Tage so kritisch, daß von einer Steigerungsfähigkeit der Bezeichnung nicht mehr gesprochen werden kann. Die blossen Tatsachen selbst, sind so gewaltig, daß sie gar keiner qualifizierenden Bemerkungen bedürfen. Vollkommener Zus.bruch Frankreichs; ich glaube, jetzt wird in Erscheinung treten, daß die Einheit doch nicht ganz so fest war, wie man glauben durfte, & wie bei jedem geschlagenen Volk wird man das Morsche & Faule mehr sehen, als das Brave & Tüchtige. Was wird erst in England zu Tage kommen?! Ich glaube, daß der Gestank dort noch grösser sein wird; ich denke an die Mosleys, Londonderrys, Tiarks, M. Norman usw.
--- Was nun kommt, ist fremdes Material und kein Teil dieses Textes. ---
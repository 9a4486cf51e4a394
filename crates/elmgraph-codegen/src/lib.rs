#![cfg_attr(coverage_nightly, feature(coverage_attribute))]

//! Elmgraph codegen: query intel construction for Elm code generation.
//!
//! This crate turns a resolved GraphQL query tree into the intermediate
//! representation the Elm renderer consumes: which record types, union
//! types, encoders and decoders to generate, with every name collision
//! resolved and every structurally identical type deduplicated.
//!
//! # Example
//!
//! ```
//! use elmgraph_codegen::query_to_intel;
//! use elmgraph_core::{Options, parse_query_intel};
//!
//! let tree = parse_query_intel(r#"{ "query": "{ __typename }" }"#).unwrap();
//! let intel = query_to_intel(&tree, &Options::new().finalize()).unwrap();
//! assert_eq!(intel.module, "Query");
//! ```

pub mod intel;

#[cfg(test)]
mod test_utils;

pub use intel::{
    DecodeItem, DecodeSection, EncodeItem, EncodeSection, Intel, IntelError, ItemInfo, ItemKind,
    NameScope, Result, Section, SignatureCache, query_to_intel,
};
Und an die Kommunisten. Vorhin sprach Churchill; aber diesmal nicht sehr wirkungsvoll; bedrückt; warum muß er immer noch so betonen, daß ihre Luftwaffe der deutschen unterlegen ist? Damit raubt er doch Mut & Zuversicht. Hier dürfte ja die Aufrüstung wirklich vorwärts gehen, allein ich möchte sicher sein, daß nicht nur, wie in England Geld ausgegeben wird, sondern daß die Dinge auch in Erscheinung treten & die Produktion nach wirklich großem Plan in die Wege geleitet wird. Jetzt empfinde ich es als bitter, daß ich nicht mit-tun kann.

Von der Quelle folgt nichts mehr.